The bike park contains a BMX racetrack, concrete bowls, dirt jumps, pump tracks for all ages, a flatland freestyle area and an amphitheater in the middle of the park. This creates a destination for BMX riders of all levels and skills across the world.
Yellowstone installed everything from the trees and shrubs to the turf and irrigations system. The greenery helps soften the paving, tracks and BMX elements. The landscape complements the competition areas and moves spectators along paved pathways.
The company installed over 700 trees in the park including live oaks, bald cypress, sycamore, Parkinsonia, overcup oaks and Shumard oaks.
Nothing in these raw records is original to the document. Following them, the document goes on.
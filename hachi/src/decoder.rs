//! Opcode decoder shared by the interpreter and the disassembler
//!
//! An instruction word is two big-endian bytes. The top nibble selects a
//! group; groups 0x8, 0xE and 0xF pick the operation with their low
//! nibble or low byte, and group 0x0 singles out CLS and RET from the
//! generic SYS call.

use std::fmt;

#[derive(Debug, Clone, Copy, PartialEq, Eq, Hash)]
pub enum Operation {
    /// 0NNN
    Sys { addr: u16 },
    /// 00E0
    Cls,
    /// 00EE
    Ret,
    /// 1NNN
    Jp { addr: u16 },
    /// 2NNN
    Call { addr: u16 },
    /// 3XNN
    SeImm { x: u8, nn: u8 },
    /// 4XNN
    SneImm { x: u8, nn: u8 },
    /// 5XY0
    SeReg { x: u8, y: u8 },
    /// 6XNN
    LdImm { x: u8, nn: u8 },
    /// 7XNN
    AddImm { x: u8, nn: u8 },
    /// 8XY0
    LdReg { x: u8, y: u8 },
    /// 8XY1
    Or { x: u8, y: u8 },
    /// 8XY2
    And { x: u8, y: u8 },
    /// 8XY3
    Xor { x: u8, y: u8 },
    /// 8XY4
    AddReg { x: u8, y: u8 },
    /// 8XY5
    Sub { x: u8, y: u8 },
    /// 8XY6
    Shr { x: u8, y: u8 },
    /// 8XY7
    Subn { x: u8, y: u8 },
    /// 8XYE
    Shl { x: u8, y: u8 },
    /// 9XY0
    SneReg { x: u8, y: u8 },
    /// ANNN
    LdI { addr: u16 },
    /// BNNN
    JpV0 { addr: u16 },
    /// CXNN
    Rnd { x: u8, nn: u8 },
    /// DXYN
    Drw { x: u8, y: u8, n: u8 },
    /// EX9E
    Skp { x: u8 },
    /// EXA1
    Sknp { x: u8 },
    /// FX07
    LdVxDt { x: u8 },
    /// FX0A
    LdVxK { x: u8 },
    /// FX15
    LdDtVx { x: u8 },
    /// FX18
    LdStVx { x: u8 },
    /// FX1E
    AddI { x: u8 },
    /// FX29
    LdF { x: u8 },
    /// FX33
    LdB { x: u8 },
    /// FX55
    StoreRegs { x: u8 },
    /// FX65
    LoadRegs { x: u8 },
    /// Any word that matches no operation.
    Invalid(u16),
}

/// Classify an instruction word. Total: every word maps to exactly one
/// operation or to `Operation::Invalid`.
pub fn decode(word: u16) -> Operation {
    let x = ((word >> 8) & 0xF) as u8;
    let y = ((word >> 4) & 0xF) as u8;
    let n = (word & 0xF) as u8;
    let nn = (word & 0xFF) as u8;
    let nnn = word & 0x0FFF;

    match word >> 12 {
        0x0 => match nnn {
            0x0E0 => Operation::Cls,
            0x0EE => Operation::Ret,
            _ => Operation::Sys { addr: nnn },
        },
        0x1 => Operation::Jp { addr: nnn },
        0x2 => Operation::Call { addr: nnn },
        0x3 => Operation::SeImm { x, nn },
        0x4 => Operation::SneImm { x, nn },
        0x5 => Operation::SeReg { x, y },
        0x6 => Operation::LdImm { x, nn },
        0x7 => Operation::AddImm { x, nn },
        0x8 => match n {
            0x0 => Operation::LdReg { x, y },
            0x1 => Operation::Or { x, y },
            0x2 => Operation::And { x, y },
            0x3 => Operation::Xor { x, y },
            0x4 => Operation::AddReg { x, y },
            0x5 => Operation::Sub { x, y },
            0x6 => Operation::Shr { x, y },
            0x7 => Operation::Subn { x, y },
            0xE => Operation::Shl { x, y },
            _ => Operation::Invalid(word),
        },
        0x9 => Operation::SneReg { x, y },
        0xA => Operation::LdI { addr: nnn },
        0xB => Operation::JpV0 { addr: nnn },
        0xC => Operation::Rnd { x, nn },
        0xD => Operation::Drw { x, y, n },
        0xE => match nn {
            0x9E => Operation::Skp { x },
            0xA1 => Operation::Sknp { x },
            _ => Operation::Invalid(word),
        },
        0xF => match nn {
            0x07 => Operation::LdVxDt { x },
            0x0A => Operation::LdVxK { x },
            0x15 => Operation::LdDtVx { x },
            0x18 => Operation::LdStVx { x },
            0x1E => Operation::AddI { x },
            0x29 => Operation::LdF { x },
            0x33 => Operation::LdB { x },
            0x55 => Operation::StoreRegs { x },
            0x65 => Operation::LoadRegs { x },
            _ => Operation::Invalid(word),
        },
        _ => Operation::Invalid(word),
    }
}

impl Operation {
    pub fn is_invalid(&self) -> bool {
        matches!(self, Operation::Invalid(_))
    }

    /// Assembly mnemonic, shared by several operations (e.g. `LD`).
    pub fn mnemonic(&self) -> &'static str {
        match self {
            Operation::Sys { .. } => "SYS",
            Operation::Cls => "CLS",
            Operation::Ret => "RET",
            Operation::Jp { .. } | Operation::JpV0 { .. } => "JP",
            Operation::Call { .. } => "CALL",
            Operation::SeImm { .. } | Operation::SeReg { .. } => "SE",
            Operation::SneImm { .. } | Operation::SneReg { .. } => "SNE",
            Operation::LdImm { .. }
            | Operation::LdReg { .. }
            | Operation::LdI { .. }
            | Operation::LdVxDt { .. }
            | Operation::LdVxK { .. }
            | Operation::LdDtVx { .. }
            | Operation::LdStVx { .. }
            | Operation::LdF { .. }
            | Operation::LdB { .. }
            | Operation::StoreRegs { .. }
            | Operation::LoadRegs { .. } => "LD",
            Operation::AddImm { .. } | Operation::AddReg { .. } | Operation::AddI { .. } => "ADD",
            Operation::Or { .. } => "OR",
            Operation::And { .. } => "AND",
            Operation::Xor { .. } => "XOR",
            Operation::Sub { .. } => "SUB",
            Operation::Shr { .. } => "SHR",
            Operation::Subn { .. } => "SUBN",
            Operation::Shl { .. } => "SHL",
            Operation::Rnd { .. } => "RND",
            Operation::Drw { .. } => "DRW",
            Operation::Skp { .. } => "SKP",
            Operation::Sknp { .. } => "SKNP",
            Operation::Invalid(_) => "DB",
        }
    }

    pub fn description(&self) -> &'static str {
        match self {
            Operation::Sys { .. } => "0NNN: Calls RCA 1802 program at address NNN.",
            Operation::Cls => "00E0: Clears the screen.",
            Operation::Ret => "00EE: Returns from a subroutine.",
            Operation::Jp { .. } => "1NNN: Jumps to address NNN.",
            Operation::Call { .. } => "2NNN: Calls subroutine at NNN.",
            Operation::SeImm { .. } => "3XNN: Skips the next instruction if VX equals NN.",
            Operation::SneImm { .. } => "4XNN: Skips the next instruction if VX doesn't equal NN.",
            Operation::SeReg { .. } => "5XY0: Skips the next instruction if VX equals VY.",
            Operation::LdImm { .. } => "6XNN: Sets VX to NN.",
            Operation::AddImm { .. } => "7XNN: Adds NN to VX.",
            Operation::LdReg { .. } => "8XY0: Sets VX to the value of VY.",
            Operation::Or { .. } => "8XY1: Sets VX to VX | VY (bit-wise OR).",
            Operation::And { .. } => "8XY2: Sets VX to VX & VY (bit-wise AND).",
            Operation::Xor { .. } => "8XY3: Sets VX to VX ^ VY (bit-wise XOR).",
            Operation::AddReg { .. } => {
                "8XY4: VX += VY. VF = 1 when there's a carry, 0 when there isn't."
            }
            Operation::Sub { .. } => {
                "8XY5: VX -= VY. VF = 0 when there's a borrow, 1 when there isn't."
            }
            Operation::Shr { .. } => {
                "8XY6: VX = VY >> 1. VF = least significant bit prior to the shift."
            }
            Operation::Subn { .. } => {
                "8XY7: VX = VY - VX. VF = 0 when there's a borrow, 1 when there isn't."
            }
            Operation::Shl { .. } => {
                "8XYE: VX = VY << 1. VF = most significant bit prior to the shift."
            }
            Operation::SneReg { .. } => "9XY0: Skips the next instruction if VX doesn't equal VY.",
            Operation::LdI { .. } => "ANNN: Sets I to the address NNN.",
            Operation::JpV0 { .. } => "BNNN: Jumps to the address NNN plus V0.",
            Operation::Rnd { .. } => "CXNN: Sets VX to a random number (0-FF) & NN (bit-wise AND).",
            Operation::Drw { .. } => "DXYN: Draws N rows of sprite pointed by I at VX,VY.",
            Operation::Skp { .. } => "EX9E: Skips the next instruction if the key stored in VX is pressed.",
            Operation::Sknp { .. } => {
                "EXA1: Skips the next instruction if the key stored in VX isn't pressed."
            }
            Operation::LdVxDt { .. } => "FX07: Sets VX to the value of the delay timer.",
            Operation::LdVxK { .. } => {
                "FX0A: A key press is awaited, and then key number is stored in VX."
            }
            Operation::LdDtVx { .. } => "FX15: Sets the delay timer to VX.",
            Operation::LdStVx { .. } => "FX18: Sets the sound timer to VX.",
            Operation::AddI { .. } => "FX1E: Adds VX to I.",
            Operation::LdF { .. } => {
                "FX29: Sets I to the location of the sprite for the character in VX."
            }
            Operation::LdB { .. } => {
                "FX33: Store BCD representation of VX in memory at I, I+1, and I+2."
            }
            Operation::StoreRegs { .. } => "FX55: Stores V0 to VX in memory starting at address I.",
            Operation::LoadRegs { .. } => {
                "FX65: Fills V0 to VX with values from memory starting at address I."
            }
            Operation::Invalid(_) => "Unknown / Raw Data",
        }
    }
}

impl fmt::Display for Operation {
    /// Pseudo-assembly with upper-case hex operands.
    fn fmt(&self, f: &mut fmt::Formatter<'_>) -> fmt::Result {
        match *self {
            Operation::Sys { addr } => write!(f, "SYS {addr:03X}"),
            Operation::Cls => write!(f, "CLS"),
            Operation::Ret => write!(f, "RET"),
            Operation::Jp { addr } => write!(f, "JP {addr:03X}"),
            Operation::Call { addr } => write!(f, "CALL {addr:03X}"),
            Operation::SeImm { x, nn } => write!(f, "SE V{x:X},{nn:02X}"),
            Operation::SneImm { x, nn } => write!(f, "SNE V{x:X},{nn:02X}"),
            Operation::SeReg { x, y } => write!(f, "SE V{x:X},V{y:X}"),
            Operation::LdImm { x, nn } => write!(f, "LD V{x:X},{nn:02X}"),
            Operation::AddImm { x, nn } => write!(f, "ADD V{x:X},{nn:02X}"),
            Operation::LdReg { x, y } => write!(f, "LD V{x:X},V{y:X}"),
            Operation::Or { x, y } => write!(f, "OR V{x:X},V{y:X}"),
            Operation::And { x, y } => write!(f, "AND V{x:X},V{y:X}"),
            Operation::Xor { x, y } => write!(f, "XOR V{x:X},V{y:X}"),
            Operation::AddReg { x, y } => write!(f, "ADD V{x:X},V{y:X}"),
            Operation::Sub { x, y } => write!(f, "SUB V{x:X},V{y:X}"),
            Operation::Shr { x, y } => write!(f, "SHR V{x:X},V{y:X}"),
            Operation::Subn { x, y } => write!(f, "SUBN V{x:X},V{y:X}"),
            Operation::Shl { x, y } => write!(f, "SHL V{x:X},V{y:X}"),
            Operation::SneReg { x, y } => write!(f, "SNE V{x:X},V{y:X}"),
            Operation::LdI { addr } => write!(f, "LD I,{addr:03X}"),
            Operation::JpV0 { addr } => write!(f, "JP V0,{addr:03X}"),
            Operation::Rnd { x, nn } => write!(f, "RND V{x:X},{nn:02X}"),
            Operation::Drw { x, y, n } => write!(f, "DRW V{x:X},V{y:X},{n:X}"),
            Operation::Skp { x } => write!(f, "SKP V{x:X}"),
            Operation::Sknp { x } => write!(f, "SKNP V{x:X}"),
            Operation::LdVxDt { x } => write!(f, "LD V{x:X},DT"),
            Operation::LdVxK { x } => write!(f, "LD V{x:X},K"),
            Operation::LdDtVx { x } => write!(f, "LD DT,V{x:X}"),
            Operation::LdStVx { x } => write!(f, "LD ST,V{x:X}"),
            Operation::AddI { x } => write!(f, "ADD I,V{x:X}"),
            Operation::LdF { x } => write!(f, "LD I,CHAR V{x:X}"),
            Operation::LdB { x } => write!(f, "LD [I],BCD V{x:X}"),
            Operation::StoreRegs { x } => write!(f, "LD [I],V{x:X}"),
            Operation::LoadRegs { x } => write!(f, "LD V{x:X},[I]"),
            Operation::Invalid(word) => write!(f, "DB {:02X} {:02X}", word >> 8, word & 0xFF),
        }
    }
}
Previously, the site was overrun by invasive Chinese tallow trees before development began. The company removed these trees and ground the stumps.
While the site was formerly just a wastewater site, it now serves as a public amenity. The wastewater is detained and diverted effectively with detention ponds installed at each end of the property.
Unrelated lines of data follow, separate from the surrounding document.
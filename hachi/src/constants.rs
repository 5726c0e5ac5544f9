//! Central configuration and constants for the CHIP-8 machine

use std::time::Duration;

// Memory layout
pub const PROGRAM_START: u16 = 0x200; // Programs load here; everything below is reserved
pub const FONT_START: u16 = 0x000;
pub const FONT_GLYPH_SIZE: u16 = 5; // Bytes per hex digit glyph
pub const MAX_MEMORY_SIZE: usize = 0x10000; // Full 16-bit address space

// Compact layout windows (where the original interpreter kept these buffers)
pub const COMPACT_STACK_BASE: usize = 0xEA0;
pub const COMPACT_SCREEN_BASE: usize = 0xF00;
pub const COMPACT_MAX_STACK: usize = 12;
pub const COMPACT_MAX_PIXELS: usize = 2048;

// Default machine configuration
pub const DEFAULT_MEMORY_SIZE: usize = 0x1000;
pub const DEFAULT_STACK_SIZE: usize = 12;
pub const DEFAULT_WIDTH: u8 = 64;
pub const DEFAULT_HEIGHT: u8 = 32;

// Screen limits
pub const MIN_WIDTH: u8 = 8;
pub const MIN_HEIGHT: u8 = 15;

// Registers
pub const REGISTER_COUNT: usize = 16;
pub const FLAG_REGISTER: usize = 0xF;
pub const KEY_COUNT: u8 = 16;

// Instruction encoding
pub const INSTRUCTION_SIZE: u16 = 2; // Bytes per instruction word

/// 60 Hz, the rate of the original delay and sound timers.
// Truncates to 16_666_666 ns, well under a microsecond of drift per second.
pub const TIMER_INTERVAL: Duration = Duration::from_nanos(1_000_000_000 / 60);

/// Built-in hex digit sprites 0-F, 4 pixels wide and 5 rows tall.
pub const FONT: [u8; 80] = [
    0xF0, 0x90, 0x90, 0x90, 0xF0, // 0
    0x20, 0x60, 0x20, 0x20, 0x70, // 1
    0xF0, 0x10, 0xF0, 0x80, 0xF0, // 2
    0xF0, 0x10, 0xF0, 0x10, 0xF0, // 3
    0x90, 0x90, 0xF0, 0x10, 0x10, // 4
    0xF0, 0x80, 0xF0, 0x10, 0xF0, // 5
    0xF0, 0x80, 0xF0, 0x90, 0xF0, // 6
    0xF0, 0x10, 0x20, 0x40, 0x40, // 7
    0xF0, 0x90, 0xF0, 0x90, 0xF0, // 8
    0xF0, 0x90, 0xF0, 0x10, 0xF0, // 9
    0xF0, 0x90, 0xF0, 0x90, 0x90, // A
    0xE0, 0x90, 0xE0, 0x90, 0xE0, // B
    0xF0, 0x80, 0x80, 0x80, 0xF0, // C
    0xE0, 0x90, 0x90, 0x90, 0xE0, // D
    0xF0, 0x80, 0xF0, 0x80, 0xF0, // E
    0xF0, 0x80, 0xF0, 0x80, 0x80, // F
];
Yellowstone Landscape worked alongside other specialty trades to ensure the project was ready in time for the hard set opening day.
“The hardest component was working with all the other trades that were all trying to get their pieces of the project done at the same time,” Barnes says. “Especially with so many specialized components to the tracks and BMX freestyle areas, there were a number of different specialty contractors who we don’t usually interact with.”
In order to stay on schedule with the tight timeline, Yellowstone worked closely behind the other trades as they finished. They also increased the number of team members on their crews over the last few weeks.
“In the final two weeks before the grand opening, we had over 65 Yellowstone employees on-site daily,” Barnes says.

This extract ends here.